Dans ce roman étrange et captivant,
Lauren Groff invente la biographie fictive de Marie de France, poétesse du XIIe siècle. Grâce à une écriture soignée, sans dialogue, l'auteure construit un monde entièrement féminin autour d'une héroïne forte, lesbienne avant l'heure. On peut cependant regretter le grand écart avec la « vraie »
Marie de France et l'absence de poésie ou d'amour courtois dans ce roman.
De Marie de France, on ne sait à peu près rien, à part ce prénom et cette mention géographique elle-même un peu floue puisqu'elle peut désigner aussi bien le territoire du roi de France proprement dit (l'Ile de France actuelle) ou le Royaume dans son ensemble, c'est-à-dire toutes les terres contrôlées par les vassaux du roi.
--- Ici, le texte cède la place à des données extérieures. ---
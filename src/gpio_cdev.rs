//! GPIO character-device lines for the kiosk wiring.
//!
//! - [`CdevOutputPin`]: push-pull output (chip select, buzzer)
//! - [`CdevOpenDrainPin`]: open-drain emulation for the bit-banged clock bus.
//!   Releasing re-requests the line as an input so the pull-up takes it high;
//!   driving low re-requests it as an output at 0.
//! - [`watch_falling_edges`]: a thread that raises an [`IrqFlag`] on every
//!   falling edge of an active-low interrupt line.

use kiosk_lib::bus::{BusError, OpenDrainPin};
use kiosk_lib::signal::IrqFlag;
use kiosk_lib::spi::GpioPin;
use linux_embedded_hal::gpio_cdev::{Chip, EventRequestFlags, Line, LineHandle, LineRequestFlags};
use std::sync::Arc;
use std::thread;
use tracing::{debug, warn};

const CONSUMER: &str = "attendance-kiosk";

fn io_error(e: linux_embedded_hal::gpio_cdev::Error) -> BusError {
    BusError::Io(e.to_string())
}

pub struct CdevOutputPin {
    line: LineHandle,
}

impl CdevOutputPin {
    pub fn new(chip: &mut Chip, offset: u32) -> Result<Self, BusError> {
        let line = chip
            .get_line(offset)
            .map_err(io_error)?
            .request(LineRequestFlags::OUTPUT, 0, CONSUMER)
            .map_err(io_error)?;
        Ok(Self { line })
    }
}

impl GpioPin for CdevOutputPin {
    fn set_high(&mut self) -> Result<(), BusError> {
        self.line.set_value(1).map_err(io_error)
    }
    fn set_low(&mut self) -> Result<(), BusError> {
        self.line.set_value(0).map_err(io_error)
    }
}

pub struct CdevOpenDrainPin {
    line: Line,
    handle: Option<LineHandle>,
    driven: bool,
}

impl CdevOpenDrainPin {
    /// Request `offset` released (input).
    pub fn new(chip: &mut Chip, offset: u32) -> Result<Self, BusError> {
        let line = chip.get_line(offset).map_err(io_error)?;
        let mut pin = Self {
            line,
            handle: None,
            driven: true,
        };
        pin.release()?;
        Ok(pin)
    }

    fn rerequest(&mut self, flags: LineRequestFlags) -> Result<(), BusError> {
        // The kernel refuses a second request while the old handle is open
        self.handle = None;
        self.handle = Some(self.line.request(flags, 0, CONSUMER).map_err(io_error)?);
        Ok(())
    }
}

impl OpenDrainPin for CdevOpenDrainPin {
    fn release(&mut self) -> Result<(), BusError> {
        if self.driven || self.handle.is_none() {
            self.rerequest(LineRequestFlags::INPUT)?;
            self.driven = false;
        }
        Ok(())
    }

    fn drive_low(&mut self) -> Result<(), BusError> {
        if !self.driven || self.handle.is_none() {
            self.rerequest(LineRequestFlags::OUTPUT)?;
            self.driven = true;
        }
        Ok(())
    }

    fn is_high(&mut self) -> Result<bool, BusError> {
        if self.driven {
            return Ok(false);
        }
        match &self.handle {
            Some(handle) => Ok(handle.get_value().map_err(io_error)? == 1),
            None => Err(BusError::Io("line not requested".to_string())),
        }
    }
}

/// Raise `flag` on every falling edge of `offset` until the line fails.
pub fn watch_falling_edges(
    chip: &mut Chip,
    offset: u32,
    flag: Arc<IrqFlag>,
) -> Result<thread::JoinHandle<()>, BusError> {
    let events = chip
        .get_line(offset)
        .map_err(io_error)?
        .events(
            LineRequestFlags::INPUT,
            EventRequestFlags::FALLING_EDGE,
            CONSUMER,
        )
        .map_err(io_error)?;

    thread::Builder::new()
        .name(format!("gpio-irq-{offset}"))
        .spawn(move || {
            for event in events {
                match event {
                    Ok(event) => {
                        debug!(offset, timestamp = event.timestamp(), "edge");
                        flag.raise();
                    }
                    Err(error) => {
                        warn!(offset, %error, "edge watcher stopped");
                        return;
                    }
                }
            }
        })
        .map_err(|e| BusError::Io(e.to_string()))
}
Les textes laissés par Marie sont écris en anglonormand (dialecte du vieux français parlé en Normandie et à la cour d'Angleterre) ou en picard. Les textes parlent principalement d'amours adultères, dans la pure logique de l'amour courtois de l'époque, avec la spécificité qu'ils donnent un rôle actif aux personnages féminins.
C'est sans doute ce proto-féminisme qui a intéressé
Lauren Groff quand elle a décidé de s'emparer du personnage. Piochant dans les multiples hypothèses élaborées par les historiens sur la véritable identité de Marie, elle décide d'en faire la demi-soeur du roi anglais, envoyée par la reine Aliénor pourrir dans une abbaye délabrée. Sauf que… Marie aime Aliénor dans un amour à la fois absolu et à sens unique, et elle va vite montrer ses capacités de gestionnaires pour prendre la tête de cette abbaye et la transformer en un lieu prospère et protecteur pour les femmes qu'elle abrite.
Il ne suffisait pas à l'auteure de faire de Marie une femme puissante, elle la rend aussi mystique (Marie a des visions) et icone queer (l'abbaye devient une sorte de paradis lesbien médiéval). Tout cela est osé, et je dois dire assez intéressant parce que c'est amené progressivement, avec un raffinement dans l'écriture qui fait savourer les mots tout en accrochant à l'histoire.
Malheureusement, à force, ça se grippe un peu. Cette volonté de construire un roman où il n'y a aucun homme (on en parle d'eux que de façon indirecte, et ils sont toujours idiots, dangereux ou les deux à la fois) finit par être prévisible. Vers la moitié du roman, je m'étais dit :
à ce rythme, Dieu sera bientôt une femme… et c'est ce qui arrive dans la dernière vision de Marie.
Autre regret : que la poésie de Marie ne soit pas du tout exploitée. C'est même une grosse interrogation pour moi : de la vraie Marie, on ne sait rien sauf le fait qu'elle a été une romancière de talent. Et
Lauren Groff choisit de faire une Marie dont l'activité d'auteure est complètement marginale par rapport à son statut d'abbesse de génie, amoureuse de femmes et mystique visionnaire. Ce n'est qu'un demi regret, car en vrai j'ai bien aimé le personnage inventé. Mais je me demande pourquoi avoir rattaché cette histoire à
Marie de France si le thème de l'amour courtois n'intéressait pas
Groff. Elle aurait pu inventer à 100% une abbesse puissante.
Je mets 4/5 pour le plaisir pris à la lecture, malgré ces quelques regrets et interrogations.